As self-appointed fecal collectors, Helen and I cautiously ambled through the paddocks armed with a flimsy plastic spoon, a backup spoon for recon purposes, paper sample bags and attentive eyes. Growing up in a cattle-raising family, I understand the struggle of coming home after working cows and having to leave your boots outside so you don't track poop into the house. Those cow patties are sneaky. I could never step out of the pickup and still wind up with poop on my shoes. So naturally, I thought it would be a piece of cake to find fresh poop when I only had one acre to collect from. I was wrong. It was ironic to me how hard it was to find cow patties when I actually had to look for them. Granted, I wasn't looking for just any cow patty. I was on the hunt for the freshest stuff I could find that had the ideal consistency for scooping. Consequently, this was usually the smelliest as well. At first, I poked and prodded at each patty I came across until I finally became skilled enough to spot a fresh one from across the pasture. By the end of the month, I had examined enough cow patties that I think I could have accurately aged them, give or take about five minutes. If not by sight, then by smell.
Meanwhile, Alyssa and Conner collected forage hand-grab samples from each paddock. The goal was to gather forage the cattle were eating by carefully selecting the most delicious looking grasses and grabbing it by the fistful. Although less stinky and less messy than scooping poop, Alyssa and Conner had obstacles of their own. Most were in the form of prickly forbes that would do some damage to an ungloved hand.
Once all the fecal and forage samples for the day were collected, Helen took them back to the forage analysis lab to weigh, dry and grind them. She then ran the ground forage samples through a near-infrared spectrometer to analyze their protein and energy content.

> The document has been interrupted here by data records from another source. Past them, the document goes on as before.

//! # avlink -- Command/Response Links to Legacy A/V Equipment
//!
//! `avlink` drives amplifiers, processors, projectors, and matrix switches
//! that speak line-oriented text protocols over RS232, either on a local
//! serial port or through a TCP serial gateway such as an IP2SL (port 4999).
//!
//! ## Quick Start
//!
//! ```no_run
//! use std::sync::Arc;
//!
//! use avlink::{Args, CommandClientBuilder, DeviceModel, ModelDefinition};
//!
//! #[tokio::main]
//! async fn main() -> anyhow::Result<()> {
//!     let yaml = std::fs::read_to_string("mcintosh_mx160.yaml")?;
//!     let definition: ModelDefinition = serde_yaml::from_str(&yaml)?;
//!     let model = Arc::new(DeviceModel::from_definition(definition)?);
//!
//!     let client = CommandClientBuilder::new(model)
//!         .url("socket://10.0.0.40/")
//!         .connect()
//!         .await?;
//!
//!     let response = client
//!         .send_action("power.on", &Args::new().with("zone", 1))
//!         .await?;
//!     println!("zone 1 power: {:?}", response.field("state"));
//!     Ok(())
//! }
//! ```
//!
//! ## Architecture
//!
//! | Crate                 | Purpose                                          |
//! |-----------------------|--------------------------------------------------|
//! | `avlink-core`         | [`Transport`] / [`Connector`] traits, types, errors |
//! | `avlink-transport`    | Serial and TCP transports, address parsing       |
//! | `avlink-link`         | Templates, line framing, matching, the link task |
//! | `avlink-client`       | Device models, the action client, blocking API   |
//! | **`avlink`**          | This facade crate -- re-exports everything       |
//!
//! Every device link is owned by one task. Commands queue in FIFO order and
//! run one at a time: connect if needed, honor the minimum command interval,
//! flush stale bytes, write, then wait for the first reply line or the
//! deadline. Lines that arrive between commands, or after a command's
//! result, are published to subscribers.
//!
//! ## Errors
//!
//! Every operation returns [`Result`]. Validation failures
//! ([`Error::MissingArgument`], [`Error::UnknownAction`],
//! [`Error::Encoding`]) never touch the link. [`Error::ResponseTimeout`]
//! carries whatever partial reply was buffered. [`Error::Link`] ends the
//! session; open a new client to reconnect. Nothing is retried
//! automatically.

pub use avlink_core::*;

pub use avlink_client::{
    ActionDefinition, ActionDoc, ActionResponse, BlockingClient, CommandClient,
    CommandClientBuilder, DeviceModel, FieldDoc, ModelDefinition, ModelRegistry, ProtocolConfig,
};
pub use avlink_link::{Command, LinkConfig, LinkSession, ResponseMatcher, Template};
pub use avlink_transport::{
    DataBits, FlowControl, Parity, SerialConfig, SerialTransport, StopBits, TcpTransport,
    TransportConfig, DEFAULT_TCP_PORT,
};

/// Transport implementations and address parsing.
pub mod transport {
    pub use avlink_transport::*;
}

/// Framing, matching, and the link session.
pub mod link {
    pub use avlink_link::*;
}

/// Device models and clients.
pub mod client {
    pub use avlink_client::*;
}
//! avlink-link: the transport-independent half of a device link.
//!
//! One tokio task owns the transport and serves commands one at a time,
//! framing the byte stream into lines and publishing every line to
//! subscribers.
//!
//! # Architecture
//!
//! - [`frame`] -- command templates, line splitting, the incremental framer
//! - [`matcher`] -- regex response patterns, first match in load order
//! - [`session`] -- the link task, its request queue, and the public handle

pub mod frame;
pub mod matcher;
pub mod session;

pub use frame::{split_lines, LineFramer, Template, DEFAULT_EOL, MAX_BUF};
pub use matcher::{match_pattern, ResponseMatcher};
pub use session::{Command, LinkConfig, LinkSession};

As of last week, our grazing project came to a close and Conner, Alyssa, Helen and I were finally relieved of our sampling duties. For a month, we fought off ticks, grasshoppers, thorny plants and the sweltering afternoon heat for the sake of research. Here's to hoping our efforts pay off and conclusions can be made from the crap…I mean data, we collected.
Courtney Hemphill is a 2014 Lloyd Noble Scholar in Agriculture from Lohn, Texas, where her family farms wheat and cotton, and runs a small commercial cow-calf operation. She is a senior at Texas A&M University, majoring in animal science.